Scan the data for "None" and copy the lines it appears in.

Records from a dataset
=-=-=

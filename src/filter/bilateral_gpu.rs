//! GPU bilateral filter kernel

use std::ops::Range;

use bytemuck::{Pod, Zeroable};
use wgpu::util::DeviceExt;

use super::bilateral_cpu::filter_sigmas;
use crate::config::FilterConfig;
use crate::error::VolumeResult;
use crate::gpu::shader_source::{slice_kernel_source, BILATERAL_SLICE_WGSL};
use crate::gpu::{kernel_bind_group_layout, GpuContext, SliceKernel, SlicePass};
use crate::volume::VolumeTexture;

#[repr(C)]
#[derive(Copy, Clone, Debug, Pod, Zeroable)]
pub struct BilateralUniform {
    pub kernel_radius: i32,
    pub dist_sigma: f32,
    pub val_sigma: f32,
    pub _padding: f32,
}

static_assertions::const_assert_eq!(std::mem::size_of::<BilateralUniform>(), 16);

pub struct GpuBilateralKernel {
    pass: SlicePass,
    bind_group: wgpu::BindGroup,
    _uniform_buffer: wgpu::Buffer,
}

impl GpuBilateralKernel {
    /// `slices_per_readback` bounds one submit/map round trip
    pub fn new(
        ctx: &GpuContext,
        volume: &VolumeTexture,
        config: &FilterConfig,
        slices_per_readback: u32,
    ) -> VolumeResult<Self> {
        let (dist_sigma, val_sigma) = filter_sigmas(config);
        let uniform = BilateralUniform {
            kernel_radius: config.kernel_radius.max(1) as i32,
            dist_sigma,
            val_sigma,
            _padding: 0.0,
        };

        let device = &ctx.device;
        let uniform_buffer = device.create_buffer_init(&wgpu::util::BufferInitDescriptor {
            label: Some("Bilateral Params"),
            contents: bytemuck::bytes_of(&uniform),
            usage: wgpu::BufferUsages::UNIFORM,
        });

        let layout = kernel_bind_group_layout(device, &volume.mode);
        let bind_group = device.create_bind_group(&wgpu::BindGroupDescriptor {
            label: Some("Bilateral Bind Group"),
            layout: &layout,
            entries: &[
                wgpu::BindGroupEntry {
                    binding: 0,
                    resource: wgpu::BindingResource::TextureView(&volume.view),
                },
                wgpu::BindGroupEntry {
                    binding: 1,
                    resource: uniform_buffer.as_entire_binding(),
                },
            ],
        });

        let source = slice_kernel_source(&volume.mode, volume.dims, BILATERAL_SLICE_WGSL);
        let pass = SlicePass::new(
            ctx,
            "Bilateral Filter Slice",
            source,
            &layout,
            volume.dims.x,
            volume.dims.y,
            volume.dims.z,
            slices_per_readback,
        )?;

        Ok(Self {
            pass,
            bind_group,
            _uniform_buffer: uniform_buffer,
        })
    }
}

impl SliceKernel for GpuBilateralKernel {
    fn label(&self) -> &'static str {
        self.pass.label()
    }

    fn process_slices(&mut self, z_range: Range<u32>, out: &mut [u8]) -> VolumeResult<()> {
        self.pass.run(&self.bind_group, z_range, out)
    }
}
//! Per-slice GPU passes with batched readback
//!
//! A `SlicePass` renders a full-screen fragment kernel once per z-slice into
//! an R8Unorm target. Each slice's result is copied into a shared staging
//! buffer, so a batch of `batch` slices costs one submit and one map.

use std::num::NonZeroU64;
use std::ops::Range;
use std::sync::Arc;
use std::time::Instant;

use bytemuck::{Pod, Zeroable};

use super::readback::{create_staging_buffer, depad_rows, encode_texture_copy, map_staging_buffer, CopyLayout};
use crate::error::{VolumeError, VolumeResult};
use crate::gpu::GpuContext;
use crate::volume::AddressingMode;

/// Dynamic offsets into the slice uniform buffer must honor this alignment
const SLICE_UNIFORM_STRIDE: u64 = 256;

/// Produces the voxels of a range of z-slices, CPU or GPU
pub trait SliceKernel {
    fn label(&self) -> &'static str;

    /// Fill `out` (slice-major, `x + y*xDim` within a slice) for `z_range`
    fn process_slices(&mut self, z_range: Range<u32>, out: &mut [u8]) -> VolumeResult<()>;
}

#[repr(C)]
#[derive(Copy, Clone, Debug, Pod, Zeroable)]
pub struct SliceUniform {
    pub z: u32,
    pub z_dim: u32,
    pub _padding: [u32; 2],
}

static_assertions::const_assert_eq!(std::mem::size_of::<SliceUniform>(), 16);

pub struct SlicePass {
    ctx: GpuContext,
    label: &'static str,
    pipeline: wgpu::RenderPipeline,
    slice_buffer: wgpu::Buffer,
    slice_bind_group: wgpu::BindGroup,
    target: wgpu::Texture,
    target_view: wgpu::TextureView,
    staging: wgpu::Buffer,
    copy: CopyLayout,
    batch: u32,
    z_dim: u32,
}

/// Build a pipeline inside a validation error scope and surface the error
pub fn build_checked<T>(
    device: &wgpu::Device,
    what: &str,
    build: impl FnOnce() -> T,
) -> VolumeResult<T> {
    device.push_error_scope(wgpu::ErrorFilter::Validation);
    let value = build();
    match pollster::block_on(device.pop_error_scope()) {
        Some(error) => Err(VolumeError::ShaderCompilation {
            variant: what.to_string(),
            error: error.to_string(),
        }),
        None => Ok(value),
    }
}

/// Group 1 of a slice kernel: the volume texture and one uniform block
pub fn kernel_bind_group_layout(device: &wgpu::Device, mode: &AddressingMode) -> wgpu::BindGroupLayout {
    let view_dimension = match mode {
        AddressingMode::Native3d => wgpu::TextureViewDimension::D3,
        AddressingMode::TiledAtlas(_) => wgpu::TextureViewDimension::D2,
    };
    device.create_bind_group_layout(&wgpu::BindGroupLayoutDescriptor {
        label: Some("Slice Kernel Layout"),
        entries: &[
            wgpu::BindGroupLayoutEntry {
                binding: 0,
                visibility: wgpu::ShaderStages::FRAGMENT,
                ty: wgpu::BindingType::Texture {
                    sample_type: wgpu::TextureSampleType::Float { filterable: false },
                    view_dimension,
                    multisampled: false,
                },
                count: None,
            },
            wgpu::BindGroupLayoutEntry {
                binding: 1,
                visibility: wgpu::ShaderStages::FRAGMENT,
                ty: wgpu::BindingType::Buffer {
                    ty: wgpu::BufferBindingType::Uniform,
                    has_dynamic_offset: false,
                    min_binding_size: None,
                },
                count: None,
            },
        ],
    })
}

impl SlicePass {
    /// `kernel_layout` is bound at group 1; the slice index lives at group 0
    pub fn new(
        ctx: &GpuContext,
        label: &'static str,
        shader_source: String,
        kernel_layout: &wgpu::BindGroupLayout,
        width: u32,
        height: u32,
        z_dim: u32,
        batch: u32,
    ) -> VolumeResult<Self> {
        let device: &Arc<wgpu::Device> = &ctx.device;
        let batch = batch.max(1);

        let slice_layout = device.create_bind_group_layout(&wgpu::BindGroupLayoutDescriptor {
            label: Some("Slice Index Layout"),
            entries: &[wgpu::BindGroupLayoutEntry {
                binding: 0,
                visibility: wgpu::ShaderStages::FRAGMENT,
                ty: wgpu::BindingType::Buffer {
                    ty: wgpu::BufferBindingType::Uniform,
                    has_dynamic_offset: true,
                    min_binding_size: NonZeroU64::new(std::mem::size_of::<SliceUniform>() as u64),
                },
                count: None,
            }],
        });

        let pipeline = build_checked(device, label, || {
            let module = device.create_shader_module(wgpu::ShaderModuleDescriptor {
                label: Some(label),
                source: wgpu::ShaderSource::Wgsl(shader_source.into()),
            });
            let layout = device.create_pipeline_layout(&wgpu::PipelineLayoutDescriptor {
                label: Some("Slice Pipeline Layout"),
                bind_group_layouts: &[&slice_layout, kernel_layout],
                push_constant_ranges: &[],
            });
            device.create_render_pipeline(&wgpu::RenderPipelineDescriptor {
                label: Some(label),
                layout: Some(&layout),
                vertex: wgpu::VertexState {
                    module: &module,
                    entry_point: "vs_fullscreen",
                    buffers: &[],
                },
                fragment: Some(wgpu::FragmentState {
                    module: &module,
                    entry_point: "fs_main",
                    targets: &[Some(wgpu::ColorTargetState {
                        format: wgpu::TextureFormat::R8Unorm,
                        blend: None,
                        write_mask: wgpu::ColorWrites::ALL,
                    })],
                }),
                primitive: wgpu::PrimitiveState::default(),
                depth_stencil: None,
                multisample: wgpu::MultisampleState::default(),
                multiview: None,
            })
        })?;

        let slice_buffer = device.create_buffer(&wgpu::BufferDescriptor {
            label: Some("Slice Index Buffer"),
            size: SLICE_UNIFORM_STRIDE * batch as u64,
            usage: wgpu::BufferUsages::UNIFORM | wgpu::BufferUsages::COPY_DST,
            mapped_at_creation: false,
        });

        let slice_bind_group = device.create_bind_group(&wgpu::BindGroupDescriptor {
            label: Some("Slice Index Bind Group"),
            layout: &slice_layout,
            entries: &[wgpu::BindGroupEntry {
                binding: 0,
                resource: wgpu::BindingResource::Buffer(wgpu::BufferBinding {
                    buffer: &slice_buffer,
                    offset: 0,
                    size: NonZeroU64::new(std::mem::size_of::<SliceUniform>() as u64),
                }),
            }],
        });

        let target = device.create_texture(&wgpu::TextureDescriptor {
            label: Some("Slice Target"),
            size: wgpu::Extent3d {
                width,
                height,
                depth_or_array_layers: 1,
            },
            mip_level_count: 1,
            sample_count: 1,
            dimension: wgpu::TextureDimension::D2,
            format: wgpu::TextureFormat::R8Unorm,
            usage: wgpu::TextureUsages::RENDER_ATTACHMENT | wgpu::TextureUsages::COPY_SRC,
            view_formats: &[],
        });
        let target_view = target.create_view(&wgpu::TextureViewDescriptor::default());

        let copy = CopyLayout::new(width, height, wgpu::TextureFormat::R8Unorm)?;
        let staging = create_staging_buffer(device, "Slice Staging Buffer", copy.padded_size() * batch as u64);

        log::info!(
            "[SlicePass] {} ready: {}x{} slices, {} per readback",
            label,
            width,
            height,
            batch
        );

        Ok(Self {
            ctx: ctx.clone(),
            label,
            pipeline,
            slice_buffer,
            slice_bind_group,
            target,
            target_view,
            staging,
            copy,
            batch,
            z_dim,
        })
    }

    pub fn label(&self) -> &'static str {
        self.label
    }

    /// Render and read back `z_range`, `batch` slices per round trip
    pub fn run(
        &self,
        kernel_bind_group: &wgpu::BindGroup,
        z_range: Range<u32>,
        out: &mut [u8],
    ) -> VolumeResult<()> {
        let slice_len = self.copy.tight_size();
        let expected = slice_len * z_range.len();
        if out.len() != expected {
            return Err(VolumeError::Internal {
                message: format!(
                    "{}: output holds {} bytes, {} slices need {}",
                    self.label,
                    out.len(),
                    z_range.len(),
                    expected
                ),
            });
        }

        let mut z = z_range.start;
        while z < z_range.end {
            let count = self.batch.min(z_range.end - z);
            let batch_start = Instant::now();

            let mut uniforms = vec![0u8; (SLICE_UNIFORM_STRIDE * count as u64) as usize];
            for i in 0..count {
                let uniform = SliceUniform {
                    z: z + i,
                    z_dim: self.z_dim,
                    _padding: [0; 2],
                };
                let offset = (SLICE_UNIFORM_STRIDE * i as u64) as usize;
                uniforms[offset..offset + std::mem::size_of::<SliceUniform>()]
                    .copy_from_slice(bytemuck::bytes_of(&uniform));
            }
            self.ctx.queue.write_buffer(&self.slice_buffer, 0, &uniforms);

            let mut encoder = self
                .ctx
                .device
                .create_command_encoder(&wgpu::CommandEncoderDescriptor {
                    label: Some(self.label),
                });
            for i in 0..count {
                {
                    let mut pass = encoder.begin_render_pass(&wgpu::RenderPassDescriptor {
                        label: Some(self.label),
                        color_attachments: &[Some(wgpu::RenderPassColorAttachment {
                            view: &self.target_view,
                            resolve_target: None,
                            ops: wgpu::Operations {
                                load: wgpu::LoadOp::Clear(wgpu::Color::BLACK),
                                store: wgpu::StoreOp::Store,
                            },
                        })],
                        depth_stencil_attachment: None,
                        timestamp_writes: None,
                        occlusion_query_set: None,
                    });
                    pass.set_pipeline(&self.pipeline);
                    pass.set_bind_group(
                        0,
                        &self.slice_bind_group,
                        &[(SLICE_UNIFORM_STRIDE * i as u64) as u32],
                    );
                    pass.set_bind_group(1, kernel_bind_group, &[]);
                    pass.draw(0..3, 0..1);
                }
                encode_texture_copy(
                    &mut encoder,
                    &self.target,
                    &self.copy,
                    &self.staging,
                    self.copy.padded_size() * i as u64,
                );
            }
            self.ctx.queue.submit(std::iter::once(encoder.finish()));

            let padded = map_staging_buffer(
                &self.ctx.device,
                &self.staging,
                self.copy.padded_size() * count as u64,
            )?;
            for i in 0..count as usize {
                let start = i * self.copy.padded_size() as usize;
                let end = start + self.copy.padded_size() as usize;
                let tight = depad_rows(
                    &padded[start..end],
                    self.copy.tight_bytes_per_row as usize,
                    self.copy.padded_bytes_per_row as usize,
                    self.copy.height as usize,
                );
                let dst = ((z - z_range.start) as usize + i) * slice_len;
                out[dst..dst + slice_len].copy_from_slice(&tight);
            }

            log::debug!(
                "[SlicePass] {} slices {}..{} in {:.1}ms",
                self.label,
                z,
                z + count,
                batch_start.elapsed().as_secs_f64() * 1000.0
            );
            z += count;
        }
        Ok(())
    }
}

=-=-=

ANSWER TO THIS TASK
        None => Ok(value),
                count: None,
                    min_binding_size: None,
                count: None,
                count: None,
                        blend: None,
                depth_stencil: None,
                multiview: None,
                            resolve_target: None,
                        depth_stencil_attachment: None,
                        timestamp_writes: None,
                        occlusion_query_set: None,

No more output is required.